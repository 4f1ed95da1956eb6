//! Two-dimensional rotary embedding for image patches laid out `[b, H*W, h, d]`.
//!
//! The rotated region is split in two: the first half rotates with the row
//! (`s / W`) tables and the second half with the column (`s % W`) tables.

use candle_core::Tensor;
use opkit_core::{checks::expect_rank, testing::log_call, OpError, Result};

use crate::kernel::{head_geometry, rotate_tensor, AngleTable, Direction, Segment};
use crate::style::{validate_rotary_width, RopeOptions};

/// Cos/sin tables for both image axes.
#[derive(Debug, Clone, Copy)]
pub struct GridTables<'a> {
    /// `[1, H', 1, width]`
    pub cos_h: &'a Tensor,
    pub sin_h: &'a Tensor,
    /// `[1, 1, W', width]`
    pub cos_w: &'a Tensor,
    pub sin_w: &'a Tensor,
}

fn check_axis_table(table: &Tensor, name: &str, axis: usize) -> Result<()> {
    let dims = expect_rank(table, 4, name)?;
    let unit_axes_ok = (0..3).filter(|&i| i != axis).all(|i| dims[i] == 1);
    if unit_axes_ok {
        Ok(())
    } else {
        Err(OpError::shape(format!(
            "{name}: only dim {axis} may exceed 1 among the leading dims, got {dims:?}"
        )))
    }
}

fn run(
    input: &Tensor,
    name: &str,
    tables: GridTables<'_>,
    img_height: usize,
    img_width: usize,
    opts: &RopeOptions,
    direction: Direction,
) -> Result<Tensor> {
    let dims = expect_rank(input, 4, name)?;
    let (batch, seq) = (dims[0], dims[1]);
    if img_height == 0 || img_width == 0 || seq != img_height * img_width {
        return Err(OpError::shape(format!(
            "{name}: sequence dim {seq} must equal img_height * img_width ({img_height} * {img_width})"
        )));
    }
    let (_, head_dim) = head_geometry(input, name)?;

    check_axis_table(tables.cos_h, "cos_h", 1)?;
    check_axis_table(tables.sin_h, "sin_h", 1)?;
    check_axis_table(tables.cos_w, "cos_w", 2)?;
    check_axis_table(tables.sin_w, "sin_w", 2)?;
    let height = AngleTable::from_cos_sin(tables.cos_h, tables.sin_h, opts)?;
    let width = AngleTable::from_cos_sin(tables.cos_w, tables.sin_w, opts)?;
    validate_rotary_width(height.rot(), head_dim)?;
    validate_rotary_width(width.rot(), head_dim)?;
    let rot = height.rot() + width.rot();
    if rot > head_dim {
        return Err(OpError::shape(format!(
            "{name}: rotated width {rot} exceeds head dim {head_dim}"
        )));
    }
    if height.rows() < img_height || width.rows() < img_width {
        return Err(OpError::argument(
            "img_height",
            format!(
                "tables cover {}x{} positions, image is {img_height}x{img_width}",
                height.rows(),
                width.rows()
            ),
        ));
    }

    let mut row_of = Vec::with_capacity(batch * seq);
    let mut col_of = Vec::with_capacity(batch * seq);
    for _ in 0..batch {
        for s in 0..seq {
            row_of.push(s / img_width);
            col_of.push(s % img_width);
        }
    }

    let base = opts.rotary_offset(head_dim, rot);
    let segments = [
        Segment {
            offset: base,
            table: &height,
            rows: &row_of,
        },
        Segment {
            offset: base + height.rot(),
            table: &width,
            rows: &col_of,
        },
    ];
    rotate_tensor(input, name, &segments, opts.style, direction)
}

pub fn rope_2d_fwd(
    input: &Tensor,
    tables: GridTables<'_>,
    img_height: usize,
    img_width: usize,
    opts: &RopeOptions,
) -> Result<Tensor> {
    log_call(
        "rope_2d_fwd",
        &[
            ("input", input),
            ("cos_h", tables.cos_h),
            ("sin_h", tables.sin_h),
            ("cos_w", tables.cos_w),
            ("sin_w", tables.sin_w),
        ],
    );
    run(input, "input", tables, img_height, img_width, opts, Direction::Forward)
}

pub fn rope_2d_bwd(
    output_grads: &Tensor,
    tables: GridTables<'_>,
    img_height: usize,
    img_width: usize,
    opts: &RopeOptions,
) -> Result<Tensor> {
    log_call(
        "rope_2d_bwd",
        &[
            ("output_grads", output_grads),
            ("cos_h", tables.cos_h),
            ("sin_h", tables.sin_h),
            ("cos_w", tables.cos_w),
            ("sin_w", tables.sin_w),
        ],
    );
    run(output_grads, "output_grads", tables, img_height, img_width, opts, Direction::Backward)
}
use candle_core::{DType, Device, Tensor};
use opkit_core::{testing::check_allclose, OpError, Result};
use quant_gemm::{
    batched_gemm_a8w8, batched_gemm_a8w8_tune, encode_int8, quantize_per_channel, quantize_per_token,
    KERNEL_INSTANCES,
};
use rand::{rngs::StdRng, Rng, SeedableRng};

struct Problem {
    xq: Tensor,
    wq: Tensor,
    x_scale: Tensor,
    w_scale: Tensor,
}

fn random_problem(b: usize, m: usize, n: usize, k: usize, seed: u64) -> Result<Problem> {
    let device = Device::Cpu;
    let mut rng = StdRng::seed_from_u64(seed);
    let mut int8 = |len: usize| -> Vec<i8> { (0..len).map(|_| rng.gen_range(-128i16..=127) as i8).collect() };
    let x = int8(b * m * k);
    let w = int8(b * n * k);
    let mut rng = StdRng::seed_from_u64(seed ^ 0x5eed);
    let x_scale: Vec<f32> = (0..b * m).map(|_| rng.gen_range(0.001f32..0.1)).collect();
    let w_scale: Vec<f32> = (0..b * n).map(|_| rng.gen_range(0.001f32..0.1)).collect();
    Ok(Problem {
        xq: encode_int8(&x, &[b, m, k], &device)?,
        wq: encode_int8(&w, &[b, n, k], &device)?,
        x_scale: Tensor::from_vec(x_scale, (b, m, 1), &device)?,
        w_scale: Tensor::from_vec(w_scale, (b, 1, n), &device)?,
    })
}

fn as_f32(int8: &Tensor) -> Result<Tensor> {
    let values: Vec<f32> = quant_gemm::decode_int8(int8, "operand")?.into_iter().map(f32::from).collect();
    Ok(Tensor::from_vec(values, int8.dims(), int8.device())?)
}

fn reference(p: &Problem) -> Result<Tensor> {
    let x = as_f32(&p.xq)?;
    let w = as_f32(&p.wq)?;
    let acc = x.matmul(&w.transpose(1, 2)?.contiguous()?)?;
    Ok(acc.broadcast_mul(&p.x_scale)?.broadcast_mul(&p.w_scale)?)
}

#[test]
fn matches_dequantized_matmul() -> Result<()> {
    for (i, &(b, m, n, k)) in [(1, 1, 16, 64), (2, 17, 33, 96), (3, 40, 8, 300)].iter().enumerate() {
        let p = random_problem(b, m, n, k, i as u64)?;
        let y = batched_gemm_a8w8(&p.xq, &p.wq, &p.x_scale, &p.w_scale, DType::F32, None, 0)?;
        assert_eq!(y.dims(), &[b, m, n]);
        let report = check_allclose(&y, &reference(&p)?, 1e-5, 1e-5, "a8w8 vs matmul")?;
        assert!(report.passed, "{report:?}");
    }
    Ok(())
}

#[test]
fn split_k_only_changes_rounding() -> Result<()> {
    let p = random_problem(2, 24, 40, 256, 7)?;
    let whole = batched_gemm_a8w8(&p.xq, &p.wq, &p.x_scale, &p.w_scale, DType::F32, None, 0)?;
    for split_k in 1..=4 {
        let split = batched_gemm_a8w8(&p.xq, &p.wq, &p.x_scale, &p.w_scale, DType::F32, None, split_k)?;
        let report = check_allclose(&split, &whole, 1e-4, 1e-4, "split-K")?;
        assert!(report.passed, "split_k {split_k}: {report:?}");
    }
    Ok(())
}

#[test]
fn every_kernel_instance_agrees() -> Result<()> {
    let p = random_problem(1, 33, 70, 600, 11)?;
    let expected = reference(&p)?;
    for inst in KERNEL_INSTANCES {
        let y = batched_gemm_a8w8_tune(&p.xq, &p.wq, &p.x_scale, &p.w_scale, DType::F32, inst.id, 1)?;
        let report = check_allclose(&y, &expected, 1e-4, 1e-4, &inst.name())?;
        assert!(report.passed, "{}: {report:?}", inst.name());
    }
    Ok(())
}

#[test]
fn bias_is_broadcast_over_rows() -> Result<()> {
    let p = random_problem(2, 5, 6, 32, 3)?;
    let device = Device::Cpu;
    let plain = batched_gemm_a8w8(&p.xq, &p.wq, &p.x_scale, &p.w_scale, DType::F32, None, 0)?;
    let bias = Tensor::arange(0f32, 6.0, &device)?;
    for shaped in [bias.clone(), bias.reshape((1, 6))?] {
        let y = batched_gemm_a8w8(&p.xq, &p.wq, &p.x_scale, &p.w_scale, DType::F32, Some(&shaped), 0)?;
        let expected = plain.broadcast_add(&bias)?;
        let report = check_allclose(&y, &expected, 1e-6, 1e-6, "bias")?;
        assert!(report.passed, "{report:?}");
    }
    Ok(())
}

#[test]
fn low_precision_outputs_round_the_f32_result() -> Result<()> {
    let p = random_problem(1, 8, 8, 64, 5)?;
    let full = batched_gemm_a8w8(&p.xq, &p.wq, &p.x_scale, &p.w_scale, DType::F32, None, 0)?;
    for dtype in [DType::BF16, DType::F16] {
        let y = batched_gemm_a8w8(&p.xq, &p.wq, &p.x_scale, &p.w_scale, dtype, None, 0)?;
        assert_eq!(y.dtype(), dtype);
        let report = check_allclose(&y.to_dtype(DType::F32)?, &full, 1e-2, 1e-2, "narrow output")?;
        assert!(report.passed, "{dtype:?}: {report:?}");
    }
    Ok(())
}

#[test]
fn quantized_activations_approximate_the_float_matmul() -> Result<()> {
    let device = Device::Cpu;
    let x = Tensor::randn(0f32, 1.0, (2, 8, 64), &device)?;
    let w = Tensor::randn(0f32, 1.0, (2, 12, 64), &device)?;
    let (xq, x_scale) = quantize_per_token(&x)?;
    let (wq, w_scale) = quantize_per_channel(&w)?;
    assert_eq!(x_scale.dims(), &[2, 8, 1]);
    assert_eq!(w_scale.dims(), &[2, 1, 12]);
    let y = batched_gemm_a8w8(&xq, &wq, &x_scale, &w_scale, DType::F32, None, 0)?;
    let expected = x.matmul(&w.transpose(1, 2)?.contiguous()?)?;
    let report = check_allclose(&y, &expected, 5e-2, 0.3, "quantized vs float")?;
    assert!(report.passed, "{report:?}");
    Ok(())
}

#[test]
fn operand_shapes_are_validated() -> Result<()> {
    let p = random_problem(2, 4, 4, 16, 1)?;
    let device = Device::Cpu;
    let bad_scale = Tensor::ones((2, 4), DType::F32, &device)?;
    assert!(matches!(
        batched_gemm_a8w8(&p.xq, &p.wq, &bad_scale, &p.w_scale, DType::F32, None, 0),
        Err(OpError::InvalidShape { .. })
    ));
    let short_w = encode_int8(&[0; 2 * 4 * 8], &[2, 4, 8], &device)?;
    assert!(batched_gemm_a8w8(&p.xq, &short_w, &p.x_scale, &p.w_scale, DType::F32, None, 0).is_err());
    let float_x = Tensor::zeros((2, 4, 16), DType::F32, &device)?;
    assert!(matches!(
        batched_gemm_a8w8(&float_x, &p.wq, &p.x_scale, &p.w_scale, DType::F32, None, 0),
        Err(OpError::UnsupportedDType { .. })
    ));
    assert!(matches!(
        batched_gemm_a8w8(&p.xq, &p.wq, &p.x_scale, &p.w_scale, DType::F32, None, 31),
        Err(OpError::InvalidArgument { .. })
    ));
    Ok(())
}
//! Configuration shared by the paged attention operator and cache writers.

use std::{fmt, str::FromStr};

use candle_core::DType;
use opkit_core::{dtype::is_float, OpError, OpsConfig, Result};

/// Storage format of the key/value caches.
#[derive(Debug, Clone, Copy, PartialEq, Eq, Default)]
pub enum KvCacheDtype {
    /// Caches hold the query's float dtype.
    #[default]
    Auto,
    /// Caches hold `U8` bytes of FP8 E4M3 values, dequantized with
    /// `k_scale`/`v_scale`.
    Fp8E4m3,
}

impl KvCacheDtype {
    pub fn as_str(&self) -> &'static str {
        match self {
            Self::Auto => "auto",
            Self::Fp8E4m3 => "fp8_e4m3",
        }
    }

    pub fn is_fp8(&self) -> bool {
        matches!(self, Self::Fp8E4m3)
    }

    /// Checks that a cache tensor's dtype agrees with this storage format.
    pub fn check_cache(&self, cache_dtype: DType, name: &str) -> Result<()> {
        match self {
            Self::Auto if is_float(cache_dtype) => Ok(()),
            Self::Fp8E4m3 if cache_dtype == DType::U8 => Ok(()),
            _ => Err(OpError::dtype(format!(
                "{name} is {cache_dtype:?}, inconsistent with kv_cache_dtype '{}'",
                self.as_str()
            ))),
        }
    }
}

impl FromStr for KvCacheDtype {
    type Err = OpError;

    fn from_str(s: &str) -> Result<Self> {
        match s.trim().to_ascii_lowercase().as_str() {
            "auto" => Ok(Self::Auto),
            "fp8" | "fp8_e4m3" => Ok(Self::Fp8E4m3),
            other => Err(OpError::argument(
                "kv_cache_dtype",
                format!("unknown cache dtype '{other}' (expected auto, fp8 or fp8_e4m3)"),
            )),
        }
    }
}

impl fmt::Display for KvCacheDtype {
    fn fmt(&self, f: &mut fmt::Formatter<'_>) -> fmt::Result {
        f.write_str(self.as_str())
    }
}

/// Scalar arguments of [`paged_attention`](crate::paged_attention).
#[derive(Debug, Clone, PartialEq)]
pub struct PagedAttentionConfig {
    pub num_kv_heads: usize,
    /// Multiplier applied to `q·k` before the softmax.
    pub scale: f32,
    /// Tokens per cache block.
    pub block_size: usize,
    /// Upper bound on every `context_lens` entry; fixes the partition count.
    pub max_context_len: usize,
    pub kv_cache_dtype: KvCacheDtype,
    pub k_scale: f32,
    pub v_scale: f32,
    /// Context tokens reduced per partition; a multiple of `block_size`.
    pub partition_size: usize,
}

impl PagedAttentionConfig {
    /// Auto cache dtype, unit kv scales and the globally configured
    /// partition size.
    pub fn new(num_kv_heads: usize, scale: f32, block_size: usize, max_context_len: usize) -> Self {
        Self {
            num_kv_heads,
            scale,
            block_size,
            max_context_len,
            kv_cache_dtype: KvCacheDtype::Auto,
            k_scale: 1.0,
            v_scale: 1.0,
            partition_size: OpsConfig::global().partition_size,
        }
    }

    pub fn with_kv_cache_dtype(mut self, kv_cache_dtype: KvCacheDtype) -> Self {
        self.kv_cache_dtype = kv_cache_dtype;
        self
    }

    pub fn with_kv_scales(mut self, k_scale: f32, v_scale: f32) -> Self {
        self.k_scale = k_scale;
        self.v_scale = v_scale;
        self
    }

    pub fn with_partition_size(mut self, partition_size: usize) -> Self {
        self.partition_size = partition_size;
        self
    }

    /// `ceil(max_context_len / partition_size)`.
    pub fn num_partitions(&self) -> usize {
        self.max_context_len.div_ceil(self.partition_size.max(1))
    }

    pub fn validate(&self, num_heads: usize) -> Result<()> {
        if self.block_size == 0 {
            return Err(OpError::argument("block_size", "must be positive"));
        }
        if self.partition_size == 0 || self.partition_size % self.block_size != 0 {
            return Err(OpError::argument(
                "partition_size",
                format!(
                    "{} must be a positive multiple of block_size {}",
                    self.partition_size, self.block_size
                ),
            ));
        }
        if self.num_kv_heads == 0 || num_heads % self.num_kv_heads != 0 {
            return Err(OpError::argument(
                "num_kv_heads",
                format!("{num_heads} query heads cannot be grouped over {} kv heads", self.num_kv_heads),
            ));
        }
        if self.kv_cache_dtype.is_fp8() && !(self.k_scale > 0.0 && self.v_scale > 0.0) {
            return Err(OpError::argument("k_scale", "fp8 caches need positive k/v scales"));
        }
        Ok(())
    }
}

┄┄┄┄┄┄┄┄┄┄

The problem -
The stretch of entries above that starts with the line containing "assert_eq!(w_scale.dims(), &[2, 1, 12]);" and goes on through the line containing "and cache writers." is to be transcribed exactly, and no other line is to be transcribed.

Your response -
    assert_eq!(w_scale.dims(), &[2, 1, 12]);
    let y = batched_gemm_a8w8(&xq, &wq, &x_scale, &w_scale, DType::F32, None, 0)?;
    let expected = x.matmul(&w.transpose(1, 2)?.contiguous()?)?;
    let report = check_allclose(&y, &expected, 5e-2, 0.3, "quantized vs float")?;
    assert!(report.passed, "{report:?}");
    Ok(())
}

#[test]
fn operand_shapes_are_validated() -> Result<()> {
    let p = random_problem(2, 4, 4, 16, 1)?;
    let device = Device::Cpu;
    let bad_scale = Tensor::ones((2, 4), DType::F32, &device)?;
    assert!(matches!(
        batched_gemm_a8w8(&p.xq, &p.wq, &bad_scale, &p.w_scale, DType::F32, None, 0),
        Err(OpError::InvalidShape { .. })
    ));
    let short_w = encode_int8(&[0; 2 * 4 * 8], &[2, 4, 8], &device)?;
    assert!(batched_gemm_a8w8(&p.xq, &short_w, &p.x_scale, &p.w_scale, DType::F32, None, 0).is_err());
    let float_x = Tensor::zeros((2, 4, 16), DType::F32, &device)?;
    assert!(matches!(
        batched_gemm_a8w8(&float_x, &p.wq, &p.x_scale, &p.w_scale, DType::F32, None, 0),
        Err(OpError::UnsupportedDType { .. })
    ));
    assert!(matches!(
        batched_gemm_a8w8(&p.xq, &p.wq, &p.x_scale, &p.w_scale, DType::F32, None, 31),
        Err(OpError::InvalidArgument { .. })
    ));
    Ok(())
}
//! Configuration shared by the paged attention operator and cache writers.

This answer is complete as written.